• [RECORDS SUPPLIED]:

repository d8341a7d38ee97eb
//! Business logic behind the handlers.

pub mod auth;
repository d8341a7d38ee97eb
//! Request and response bodies (camelCase on the wire).

use serde::{Deserialize, Serialize};
use wayrapp_core::models::auth::{Principal, Role, TokenPair};

/// Error body for every non-2xx response.
#[derive(Debug, Clone, Serialize, Deserialize)]
pub struct ErrorResponse {
    /// Stable machine-readable code (`unauthorized`, `forbidden`, ...).
    pub error: String,
    pub message: String,
}

#[derive(Debug, Clone, Serialize, Deserialize)]
#[serde(rename_all = "camelCase")]
pub struct HealthResponse {
    pub status: String,
    pub version: String,
}

#[derive(Debug, Clone, Serialize, Deserialize)]
#[serde(rename_all = "camelCase")]
pub struct RefreshRequest {
    pub refresh_token: String,
}

#[derive(Debug, Clone, Serialize, Deserialize)]
#[serde(rename_all = "camelCase")]
pub struct LogoutRequest {
    pub refresh_token: Option<String>,
}

#[derive(Debug, Clone, Serialize, Deserialize)]
pub struct LogoutResponse {
    pub success: bool,
}

#[derive(Debug, Clone, Serialize, Deserialize)]
#[serde(rename_all = "camelCase")]
pub struct TokenResponse {
    pub access_token: String,
    pub refresh_token: String,
    /// Access token lifetime in seconds.
    pub expires_in: i64,
    pub token_type: String,
}

impl From<TokenPair> for TokenResponse {
    fn from(pair: TokenPair) -> Self {
        Self {
            access_token: pair.access_token,
            refresh_token: pair.refresh_token,
            expires_in: pair.expires_in,
            token_type: "Bearer".to_string(),
        }
    }
}

/// Public view of the authenticated principal.
#[derive(Debug, Clone, Serialize, Deserialize)]
#[serde(rename_all = "camelCase")]
pub struct PrincipalResponse {
    pub id: String,
    pub email: String,
    pub role: Role,
    pub issued_at: i64,
    pub expires_at: i64,
}

impl From<&Principal> for PrincipalResponse {
    fn from(p: &Principal) -> Self {
        Self {
            id: p.subject_id().to_string(),
            email: p.email().to_string(),
            role: p.role(),
            issued_at: p.issued_at(),
            expires_at: p.expires_at(),
        }
    }
}

#[derive(Debug, Clone, Serialize, Deserialize)]
#[serde(rename_all = "camelCase")]
pub struct SessionResponse {
    pub authenticated: bool,
    pub user: Option<PrincipalResponse>,
}

#[derive(Debug, Clone, Serialize, Deserialize)]
pub struct PurgeResponse {
    pub removed: u64,
}
//! Authentication gate: Bearer token extraction and access-token
//! verification.
//!
//! Per request: `NoToken → TokenPresent → Authenticated | Rejected`. The
//! mandatory variant turns a rejection into a 401 (or a generic 500 for a
//! missing secret); the optional variant lets the request through without a
//! principal. Raw tokens are never logged.

use axum::{
    extract::{Request, State},
    http::{HeaderMap, header::AUTHORIZATION},
    middleware::Next,
    response::Response,
};
use tracing::error;
use wayrapp_core::auth::AuthError;
use wayrapp_core::auth::jwt::extract_bearer;
use wayrapp_core::models::auth::{Principal, TokenKind};
use wayrapp_core::security_log::{AuthFailure, RequestMeta, SecurityEvent};

use super::request_meta;
use crate::AppState;
use crate::error::AppError;

pub const ACCESS_TOKEN_REQUIRED: &str = "Access token required";
pub const INVALID_ACCESS_TOKEN: &str = "Invalid access token";
pub const ACCESS_TOKEN_EXPIRED: &str = "Access token expired";

/// Verify the bearer access token in `headers`.
fn authenticate(state: &AppState, headers: &HeaderMap) -> Result<Principal, AuthFailure> {
    let header = headers.get(AUTHORIZATION).and_then(|v| v.to_str().ok());
    let token = extract_bearer(header).ok_or(AuthFailure::MissingToken)?;

    state
        .codec
        .verify(TokenKind::Access, token)
        .map_err(|e| match e {
            AuthError::ExpiredToken => AuthFailure::ExpiredToken,
            AuthError::Configuration(detail) => {
                error!(error = %detail, "cannot verify access tokens");
                AuthFailure::Misconfigured
            }
            _ => AuthFailure::InvalidToken,
        })
}

fn rejection(failure: AuthFailure) -> AppError {
    match failure {
        AuthFailure::MissingToken => AppError::Unauthorized(ACCESS_TOKEN_REQUIRED.into()),
        AuthFailure::InvalidToken => AppError::Unauthorized(INVALID_ACCESS_TOKEN.into()),
        AuthFailure::ExpiredToken => AppError::Unauthorized(ACCESS_TOKEN_EXPIRED.into()),
        AuthFailure::Misconfigured => {
            AppError::Configuration("access token secret is not configured".into())
        }
    }
}

fn record_success(state: &AppState, meta: &RequestMeta, principal: &Principal) {
    state.events.record(
        meta,
        SecurityEvent::AuthenticationSucceeded {
            subject_id: principal.subject_id().to_string(),
        },
    );
}

fn record_failure(state: &AppState, meta: &RequestMeta, reason: AuthFailure) {
    state
        .events
        .record(meta, SecurityEvent::AuthenticationFailed { reason });
}

/// Axum middleware: requires a valid `Authorization: Bearer <token>` and
/// injects the verified [`Principal`] into request extensions.
pub async fn require_auth(
    State(state): State<AppState>,
    mut request: Request,
    next: Next,
) -> Result<Response, AppError> {
    let meta = request_meta(&request);
    match authenticate(&state, request.headers()) {
        Ok(principal) => {
            record_success(&state, &meta, &principal);
            request.extensions_mut().insert(principal);
            Ok(next.run(request).await)
        }
        Err(failure) => {
            record_failure(&state, &meta, failure);
            Err(rejection(failure))
        }
    }
}

/// Axum middleware: like [`require_auth`], but every failure is swallowed and
/// the request proceeds without a principal.
pub async fn optional_auth(
    State(state): State<AppState>,
    mut request: Request,
    next: Next,
) -> Response {
    let meta = request_meta(&request);
    match authenticate(&state, request.headers()) {
        Ok(principal) => {
            record_success(&state, &meta, &principal);
            request.extensions_mut().insert(principal);
        }
        // Anonymous access is the normal case here.
        Err(AuthFailure::MissingToken) => {}
        Err(failure) => record_failure(&state, &meta, failure),
    }
    next.run(request).await
}
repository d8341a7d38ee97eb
//! Input sanitizer: neutralizes markup in inbound request data.
//!
//! Walks a `serde_json::Value` tree and rewrites string leaves through an
//! [`XssFilter`]. Keys, array lengths and non-string values are never
//! touched. Every rewritten string produces one
//! [`SecurityEvent::InputSanitized`]. A failing filter leaves the value as it
//! was; sanitization itself never fails.

use std::borrow::Cow;
use std::collections::HashMap;
use std::sync::Arc;

use serde_json::Value;
use thiserror::Error;

use crate::security_log::{PayloadSource, RequestMeta, SecurityEvent, SecurityEventSink};

/// URL schemes that execute script when used as a link target.
const SCRIPT_SCHEMES: &[&str] = &["javascript:", "vbscript:"];

/// Raised by an [`XssFilter`] that could not process its input.
#[derive(Debug, Error)]
#[error("filter failed: {0}")]
pub struct FilterError(pub String);

/// String-level neutralization primitive.
pub trait XssFilter: Send + Sync {
    /// Return the input unchanged (`Cow::Borrowed`) when it is already safe.
    fn filter<'a>(&self, input: &'a str) -> Result<Cow<'a, str>, FilterError>;
}

/// Default filter: strips script URL schemes and HTML-encodes `<` and `>`.
#[derive(Debug, Default, Clone, Copy)]
pub struct MarkupFilter;

impl XssFilter for MarkupFilter {
    fn filter<'a>(&self, input: &'a str) -> Result<Cow<'a, str>, FilterError> {
        Ok(neutralize(input))
    }
}

/// Strip script schemes, then encode markup delimiters.
///
/// Idempotent: the output contains neither delimiters nor script schemes.
pub fn neutralize(input: &str) -> Cow<'_, str> {
    let stripped = strip_script_schemes(input);
    if !stripped.contains(['<', '>']) {
        return stripped;
    }
    let mut out = String::with_capacity(stripped.len() + 16);
    for c in stripped.chars() {
        match c {
            '<' => out.push_str("&lt;"),
            '>' => out.push_str("&gt;"),
            other => out.push(other),
        }
    }
    Cow::Owned(out)
}

fn find_script_scheme(value: &str) -> Option<(usize, usize)> {
    // ASCII lowercasing keeps byte offsets aligned with `value`.
    let lower = value.to_ascii_lowercase();
    SCRIPT_SCHEMES
        .iter()
        .filter_map(|scheme| lower.find(scheme).map(|at| (at, scheme.len())))
        .min_by_key(|(at, _)| *at)
}

/// Characters a browser's URL parser drops anywhere in a URL.
const URL_IGNORED: [char; 3] = ['\t', '\n', '\r'];

fn strip_script_schemes(input: &str) -> Cow<'_, str> {
    // "java\tscript:" still runs as "javascript:" in an href.
    let collapsed: Cow<'_, str> = if input.contains(URL_IGNORED) {
        Cow::Owned(input.chars().filter(|c| !URL_IGNORED.contains(c)).collect())
    } else {
        Cow::Borrowed(input)
    };
    let Some(first) = find_script_scheme(&collapsed) else {
        return Cow::Borrowed(input);
    };
    let mut current = collapsed.into_owned();
    let mut next = Some(first);
    // Removing one scheme can splice together another ("javajavascript:script:").
    while let Some((at, len)) = next {
        current.replace_range(at..at + len, "");
        next = find_script_scheme(&current);
    }
    Cow::Owned(current)
}

/// Recursively sanitizes request payloads and reports what it changed.
#[derive(Clone)]
pub struct Sanitizer {
    filter: Arc<dyn XssFilter>,
    events: Arc<dyn SecurityEventSink>,
}

impl Sanitizer {
    /// Sanitizer using [`MarkupFilter`].
    pub fn new(events: Arc<dyn SecurityEventSink>) -> Self {
        Self::with_filter(Arc::new(MarkupFilter), events)
    }

    pub fn with_filter(filter: Arc<dyn XssFilter>, events: Arc<dyn SecurityEventSink>) -> Self {
        Self { filter, events }
    }

    /// Sanitize a JSON tree in place. Returns the number of rewritten strings.
    pub fn sanitize_value(
        &self,
        value: &mut Value,
        source: PayloadSource,
        meta: &RequestMeta,
    ) -> usize {
        let mut path = String::new();
        self.walk(value, &mut path, source, meta)
    }

    fn walk(
        &self,
        value: &mut Value,
        path: &mut String,
        source: PayloadSource,
        meta: &RequestMeta,
    ) -> usize {
        match value {
            Value::String(s) => {
                let field = if path.is_empty() {
                    source.to_string()
                } else {
                    path.clone()
                };
                match self.clean(s, source, &field, meta) {
                    Some(cleaned) => {
                        *s = cleaned;
                        1
                    }
                    None => 0,
                }
            }
            Value::Array(items) => {
                let mut changed = 0;
                for (idx, item) in items.iter_mut().enumerate() {
                    let len = path.len();
                    path.push_str(&format!("[{idx}]"));
                    changed += self.walk(item, path, source, meta);
                    path.truncate(len);
                }
                changed
            }
            Value::Object(map) => {
                let mut changed = 0;
                for (key, item) in map.iter_mut() {
                    let len = path.len();
                    if !path.is_empty() {
                        path.push('.');
                    }
                    path.push_str(key);
                    changed += self.walk(item, path, source, meta);
                    path.truncate(len);
                }
                changed
            }
            Value::Null | Value::Bool(_) | Value::Number(_) => 0,
        }
    }

    /// Sanitize flat string parameters (query string, route params) in place.
    pub fn sanitize_pairs(
        &self,
        pairs: &mut [(String, String)],
        source: PayloadSource,
        meta: &RequestMeta,
    ) -> usize {
        let mut changed = 0;
        for (key, value) in pairs.iter_mut() {
            if let Some(cleaned) = self.clean(value, source, key, meta) {
                *value = cleaned;
                changed += 1;
            }
        }
        changed
    }

    /// [`Sanitizer::sanitize_pairs`] for a map.
    pub fn sanitize_map(
        &self,
        map: &mut HashMap<String, String>,
        source: PayloadSource,
        meta: &RequestMeta,
    ) -> usize {
        let mut changed = 0;
        for (key, value) in map.iter_mut() {
            if let Some(cleaned) = self.clean(value, source, key, meta) {
                *value = cleaned;
                changed += 1;
            }
        }
        changed
    }

    /// Filtered replacement for `value`, or `None` if it stays as is.
    fn clean(
        &self,
        value: &str,
        source: PayloadSource,
        field: &str,
        meta: &RequestMeta,
    ) -> Option<String> {
        match self.filter.filter(value) {
            Ok(Cow::Borrowed(_)) => None,
            Ok(Cow::Owned(cleaned)) if cleaned == value => None,
            Ok(Cow::Owned(cleaned)) => {
                self.events
                    .record(meta, SecurityEvent::input_sanitized(source, field, value));
                Some(cleaned)
            }
            Err(e) => {
                self.events.record(
                    meta,
                    SecurityEvent::sanitizer_failed(source, field, e.to_string()),
                );
                None
            }
        }
    }
}

impl std::fmt::Debug for Sanitizer {
    fn fmt(&self, f: &mut std::fmt::Formatter<'_>) -> std::fmt::Result {
        f.debug_struct("Sanitizer").finish_non_exhaustive()
    }
}
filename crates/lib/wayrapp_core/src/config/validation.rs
//! Value parsing for security settings.

use chrono::{Duration, Utc};

use super::ConfigError;

/// Parse a lifetime such as `15m`, `7d`, `12h`, `30s` or a bare number of
/// seconds. Zero and negative lifetimes are rejected.
pub fn parse_lifetime(name: &'static str, raw: &str) -> Result<Duration, ConfigError> {
    let invalid = |reason: &str| ConfigError::InvalidValue {
        name,
        reason: format!("'{raw}' {reason}"),
    };

    let trimmed = raw.trim();
    let (digits, unit) = match trimmed.char_indices().last() {
        Some((idx, c)) if c.is_ascii_alphabetic() => (&trimmed[..idx], Some(c)),
        Some(_) => (trimmed, None),
        None => return Err(invalid("is empty")),
    };

    let amount: i64 = digits
        .trim()
        .parse()
        .map_err(|_| invalid("is not a duration"))?;
    if amount <= 0 {
        return Err(invalid("must be positive"));
    }

    let lifetime = match unit.map(|c| c.to_ascii_lowercase()) {
        None | Some('s') => Duration::try_seconds(amount),
        Some('m') => Duration::try_minutes(amount),
        Some('h') => Duration::try_hours(amount),
        Some('d') => Duration::try_days(amount),
        Some(_) => return Err(invalid("has an unknown unit (use s, m, h or d)")),
    }
    .ok_or_else(|| invalid("is out of range"))?;

    check_lifetime(name, lifetime)?;
    Ok(lifetime)
}

/// A lifetime must be positive and give a representable expiry from now.
pub fn check_lifetime(name: &'static str, lifetime: Duration) -> Result<(), ConfigError> {
    let out_of_range = |reason: &str| ConfigError::InvalidValue {
        name,
        reason: reason.to_string(),
    };
    if lifetime <= Duration::zero() {
        return Err(out_of_range("lifetime must be positive"));
    }
    Utc::now()
        .checked_add_signed(lifetime)
        .map(|_| ())
        .ok_or_else(|| out_of_range("lifetime is too far in the future"))
}

/// bcrypt accepts costs 4 through 31.
pub fn check_bcrypt_cost(cost: u32) -> Result<(), ConfigError> {
    if (4..=31).contains(&cost) {
        Ok(())
    } else {
        Err(ConfigError::InvalidValue {
            name: "BCRYPT_ROUNDS",
            reason: format!("{cost} is outside 4..=31"),
        })
    }
}
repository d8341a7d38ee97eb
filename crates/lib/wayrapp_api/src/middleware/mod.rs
//! Request middleware: sanitization, authentication and authorization.

pub mod auth;
pub mod authorize;
pub mod sanitize;

use std::net::SocketAddr;

use axum::Router;
use axum::extract::{ConnectInfo, Request};
use axum::middleware::from_fn_with_state;
use wayrapp_core::auth::gates::AccessPolicy;
use wayrapp_core::security_log::RequestMeta;

use crate::AppState;

/// Longest client address kept in security events (IPv6 text form).
const MAX_IP_LEN: usize = 45;

/// How the authentication gate treats a route group.
#[derive(Debug, Clone, Copy, PartialEq, Eq)]
pub enum AuthMode {
    /// No authentication gate.
    None,
    /// Attach a principal when a valid token is present, never reject.
    Optional,
    /// Reject requests without a valid access token.
    Required,
}

/// Wrap every route in `router` with sanitizer → authentication → `policy`.
///
/// Layers are applied with `route_layer`, so they run after routing and see
/// the matched route parameters. `router` must already contain its routes.
pub fn secure(
    router: Router<AppState>,
    state: &AppState,
    mode: AuthMode,
    policy: AccessPolicy,
) -> Router<AppState> {
    // route_layer wraps outside-in: the last layer added runs first.
    let router = if policy.gates().is_empty() {
        router
    } else {
        router.route_layer(from_fn_with_state(policy, authorize::enforce))
    };
    let router = match mode {
        AuthMode::None => router,
        AuthMode::Optional => {
            router.route_layer(from_fn_with_state(state.clone(), auth::optional_auth))
        }
        AuthMode::Required => {
            router.route_layer(from_fn_with_state(state.clone(), auth::require_auth))
        }
    };
    router.route_layer(from_fn_with_state(state.clone(), sanitize::sanitize_request))
}

/// Path and client address for security events.
///
/// Uses the [`RequestMeta`] the sanitizer layer attached, so every layer of
/// one request reports the same address. Falls back to the socket address.
pub fn request_meta(request: &Request) -> RequestMeta {
    match request.extensions().get::<RequestMeta>() {
        Some(meta) => meta.clone(),
        None => resolve_meta(request, false),
    }
}

/// Work out the client address for `request`.
///
/// The first `X-Forwarded-For` hop is used only when `trust_forwarded_for`
/// is set; otherwise any client could pick the address it is logged under.
/// The value is reduced to address characters so it cannot inject text into
/// log lines.
pub fn resolve_meta(request: &Request, trust_forwarded_for: bool) -> RequestMeta {
    let forwarded = trust_forwarded_for
        .then(|| {
            request
                .headers()
                .get("x-forwarded-for")
                .and_then(|v| v.to_str().ok())
                .and_then(|v| v.split(',').next())
                .map(|v| v.trim().to_string())
        })
        .flatten();
    let socket = || {
        request
            .extensions()
            .get::<ConnectInfo<SocketAddr>>()
            .map(|ConnectInfo(addr)| addr.ip().to_string())
    };

    let ip = forwarded
        .or_else(socket)
        .map(|raw| clean_ip(&raw))
        .filter(|ip| !ip.is_empty());

    RequestMeta::new(request.uri().path(), ip)
}

fn clean_ip(raw: &str) -> String {
    raw.chars()
        .filter(|c| c.is_ascii_hexdigit() || *c == '.' || *c == ':')
        .take(MAX_IP_LEN)
        .collect()
}
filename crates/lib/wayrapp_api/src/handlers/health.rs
//! Liveness endpoint.

use axum::Json;

use crate::models::HealthResponse;

/// `GET /api/health`: process is up and serving.
pub async fn health_handler() -> Json<HealthResponse> {
    Json(HealthResponse {
        status: "ok".to_string(),
        version: wayrapp_core::version().to_string(),
    })
}
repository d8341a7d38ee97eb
//! Axum extractors for the request-scoped security context.
//!
//! - [`CurrentPrincipal`]: requires an authenticated principal, 401 otherwise
//! - [`MaybePrincipal`]: optional principal, never fails
//! - [`RouteParams`]: route parameters after sanitization

use std::collections::HashMap;

use axum::extract::FromRequestParts;
use axum::http::request::Parts;
use wayrapp_core::auth::gates::AUTHENTICATION_REQUIRED;
use wayrapp_core::models::auth::Principal;

use crate::error::AppError;

/// The authenticated principal. Rejects with 401 when the authentication
/// gate did not attach one.
#[derive(Debug, Clone)]
pub struct CurrentPrincipal(pub Principal);

impl<S> FromRequestParts<S> for CurrentPrincipal
where
    S: Send + Sync,
{
    type Rejection = AppError;

    async fn from_request_parts(parts: &mut Parts, _state: &S) -> Result<Self, Self::Rejection> {
        parts
            .extensions
            .get::<Principal>()
            .cloned()
            .map(CurrentPrincipal)
            .ok_or_else(|| AppError::Unauthorized(AUTHENTICATION_REQUIRED.into()))
    }
}

/// The principal if one was attached, `None` otherwise.
#[derive(Debug, Clone)]
pub struct MaybePrincipal(pub Option<Principal>);

impl<S> FromRequestParts<S> for MaybePrincipal
where
    S: Send + Sync,
{
    type Rejection = AppError;

    async fn from_request_parts(parts: &mut Parts, _state: &S) -> Result<Self, Self::Rejection> {
        Ok(MaybePrincipal(parts.extensions.get::<Principal>().cloned()))
    }
}

/// Sanitized route parameters, inserted by the sanitizer middleware.
///
/// Empty when the sanitizer did not run for this route.
#[derive(Debug, Clone, Default, PartialEq, Eq)]
pub struct RouteParams(pub HashMap<String, String>);

impl RouteParams {
    pub fn get(&self, name: &str) -> Option<&str> {
        self.0.get(name).map(String::as_str)
    }
}

impl<S> FromRequestParts<S> for RouteParams
where
    S: Send + Sync,
{
    type Rejection = AppError;

    async fn from_request_parts(parts: &mut Parts, _state: &S) -> Result<Self, Self::Rejection> {
        Ok(parts
            .extensions
            .get::<RouteParams>()
            .cloned()
            .unwrap_or_default())
    }
}
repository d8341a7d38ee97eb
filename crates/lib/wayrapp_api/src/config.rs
//! API server configuration.

use wayrapp_core::config::{ConfigError, SecurityConfig};

/// Default cap on buffered JSON bodies (1 MiB).
pub const DEFAULT_MAX_BODY_BYTES: usize = 1024 * 1024;

/// Configuration for the API server.
#[derive(Clone, Debug)]
pub struct ApiConfig {
    /// Address to bind the HTTP listener (e.g. "127.0.0.1:3000").
    pub bind_addr: String,
    /// PostgreSQL connection URL. Without it revoked tokens are kept in memory.
    pub database_url: Option<String>,
    /// Largest request body the sanitizer will buffer.
    pub max_body_bytes: usize,
    /// Take the client address from `X-Forwarded-For`. Only safe behind a
    /// proxy that overwrites the header.
    pub trust_forwarded_for: bool,
    /// Token and password settings.
    pub security: SecurityConfig,
}

impl ApiConfig {
    /// Reads configuration from environment variables with sensible defaults.
    ///
    /// | Variable         | Default            |
    /// |------------------|--------------------|
    /// | `BIND_ADDR`      | `127.0.0.1:3000`   |
    /// | `DATABASE_URL`   | unset (in-memory)  |
    /// | `MAX_BODY_BYTES` | `1048576`          |
    /// | `TRUST_PROXY`    | `false`            |
    ///
    /// Security variables are documented on [`SecurityConfig::from_env`].
    pub fn from_env() -> Result<Self, ConfigError> {
        let max_body_bytes = match std::env::var("MAX_BODY_BYTES") {
            Err(_) => DEFAULT_MAX_BODY_BYTES,
            Ok(raw) => raw.trim().parse().map_err(|_| ConfigError::InvalidValue {
                name: "MAX_BODY_BYTES",
                reason: format!("'{raw}' is not a byte count"),
            })?,
        };

        let trust_forwarded_for = match std::env::var("TRUST_PROXY") {
            Err(_) => false,
            Ok(raw) => parse_flag(&raw).ok_or_else(|| ConfigError::InvalidValue {
                name: "TRUST_PROXY",
                reason: format!("'{raw}' is not a boolean"),
            })?,
        };

        Ok(Self {
            bind_addr: std::env::var("BIND_ADDR").unwrap_or_else(|_| "127.0.0.1:3000".into()),
            database_url: std::env::var("DATABASE_URL")
                .ok()
                .filter(|url| !url.is_empty()),
            max_body_bytes,
            trust_forwarded_for,
            security: SecurityConfig::from_env()?,
        })
    }

    /// Configuration for tests and embedding: given secrets, defaults elsewhere.
    pub fn with_secrets(access: impl Into<String>, refresh: impl Into<String>) -> Self {
        Self {
            bind_addr: "127.0.0.1:0".into(),
            database_url: None,
            max_body_bytes: DEFAULT_MAX_BODY_BYTES,
            trust_forwarded_for: false,
            security: SecurityConfig::with_secrets(access, refresh),
        }
    }
}

fn parse_flag(raw: &str) -> Option<bool> {
    match raw.trim().to_ascii_lowercase().as_str() {
        "1" | "true" | "yes" | "on" => Some(true),
        "0" | "false" | "no" | "off" | "" => Some(false),
        _ => None,
    }
}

• [AIM OF THE EXERCISE]:
Would you please write out, exactly and with no other lines, the stretch of the listing above from the line containing "fn authenticate(state: &AppState, headers: &HeaderMap)" through the line containing "Ok(next.run(request).await)"?

• [COMPLETED EXERCISE]:
fn authenticate(state: &AppState, headers: &HeaderMap) -> Result<Principal, AuthFailure> {
    let header = headers.get(AUTHORIZATION).and_then(|v| v.to_str().ok());
    let token = extract_bearer(header).ok_or(AuthFailure::MissingToken)?;

    state
        .codec
        .verify(TokenKind::Access, token)
        .map_err(|e| match e {
            AuthError::ExpiredToken => AuthFailure::ExpiredToken,
            AuthError::Configuration(detail) => {
                error!(error = %detail, "cannot verify access tokens");
                AuthFailure::Misconfigured
            }
            _ => AuthFailure::InvalidToken,
        })
}

fn rejection(failure: AuthFailure) -> AppError {
    match failure {
        AuthFailure::MissingToken => AppError::Unauthorized(ACCESS_TOKEN_REQUIRED.into()),
        AuthFailure::InvalidToken => AppError::Unauthorized(INVALID_ACCESS_TOKEN.into()),
        AuthFailure::ExpiredToken => AppError::Unauthorized(ACCESS_TOKEN_EXPIRED.into()),
        AuthFailure::Misconfigured => {
            AppError::Configuration("access token secret is not configured".into())
        }
    }
}

fn record_success(state: &AppState, meta: &RequestMeta, principal: &Principal) {
    state.events.record(
        meta,
        SecurityEvent::AuthenticationSucceeded {
            subject_id: principal.subject_id().to_string(),
        },
    );
}

fn record_failure(state: &AppState, meta: &RequestMeta, reason: AuthFailure) {
    state
        .events
        .record(meta, SecurityEvent::AuthenticationFailed { reason });
}

/// Axum middleware: requires a valid `Authorization: Bearer <token>` and
/// injects the verified [`Principal`] into request extensions.
pub async fn require_auth(
    State(state): State<AppState>,
    mut request: Request,
    next: Next,
) -> Result<Response, AppError> {
    let meta = request_meta(&request);
    match authenticate(&state, request.headers()) {
        Ok(principal) => {
            record_success(&state, &meta, &principal);
            request.extensions_mut().insert(principal);
            Ok(next.run(request).await)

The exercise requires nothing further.